== What you need to do ==
Give all of the records again. Match them exactly.

== Material for the task ==

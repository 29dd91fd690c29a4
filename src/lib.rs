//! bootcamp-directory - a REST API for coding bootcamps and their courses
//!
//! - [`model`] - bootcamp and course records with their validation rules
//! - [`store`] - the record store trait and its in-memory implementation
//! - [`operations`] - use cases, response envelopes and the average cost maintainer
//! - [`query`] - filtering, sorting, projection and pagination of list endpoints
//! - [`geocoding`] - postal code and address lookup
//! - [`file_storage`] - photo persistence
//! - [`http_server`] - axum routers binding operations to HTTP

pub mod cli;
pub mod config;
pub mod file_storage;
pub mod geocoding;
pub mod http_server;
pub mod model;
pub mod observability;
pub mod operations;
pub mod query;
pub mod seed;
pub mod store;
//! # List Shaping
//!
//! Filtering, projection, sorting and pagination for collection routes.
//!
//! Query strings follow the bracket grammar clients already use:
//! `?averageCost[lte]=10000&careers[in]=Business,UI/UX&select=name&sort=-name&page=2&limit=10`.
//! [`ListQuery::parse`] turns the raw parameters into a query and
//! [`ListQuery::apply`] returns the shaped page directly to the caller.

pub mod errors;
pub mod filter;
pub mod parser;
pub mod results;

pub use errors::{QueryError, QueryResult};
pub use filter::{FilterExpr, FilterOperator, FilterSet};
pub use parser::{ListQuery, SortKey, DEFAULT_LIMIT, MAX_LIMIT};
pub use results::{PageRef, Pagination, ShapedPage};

== Task response ==
repository 29dd91fd690c29a4
filename src/lib.rs
//! bootcamp-directory - a REST API for coding bootcamps and their courses
//!
//! - [`model`] - bootcamp and course records with their validation rules
//! - [`store`] - the record store trait and its in-memory implementation
//! - [`operations`] - use cases, response envelopes and the average cost maintainer
//! - [`query`] - filtering, sorting, projection and pagination of list endpoints
//! - [`geocoding`] - postal code and address lookup
//! - [`file_storage`] - photo persistence
//! - [`http_server`] - axum routers binding operations to HTTP

pub mod cli;
pub mod config;
pub mod file_storage;
pub mod geocoding;
pub mod http_server;
pub mod model;
pub mod observability;
pub mod operations;
pub mod query;
pub mod seed;
pub mod store;
//! # List Shaping
//!
//! Filtering, projection, sorting and pagination for collection routes.
//!
//! Query strings follow the bracket grammar clients already use:
//! `?averageCost[lte]=10000&careers[in]=Business,UI/UX&select=name&sort=-name&page=2&limit=10`.
//! [`ListQuery::parse`] turns the raw parameters into a query and
//! [`ListQuery::apply`] returns the shaped page directly to the caller.

pub mod errors;
pub mod filter;
pub mod parser;
pub mod results;

pub use errors::{QueryError, QueryResult};
pub use filter::{FilterExpr, FilterOperator, FilterSet};
pub use parser::{ListQuery, SortKey, DEFAULT_LIMIT, MAX_LIMIT};
pub use results::{PageRef, Pagination, ShapedPage};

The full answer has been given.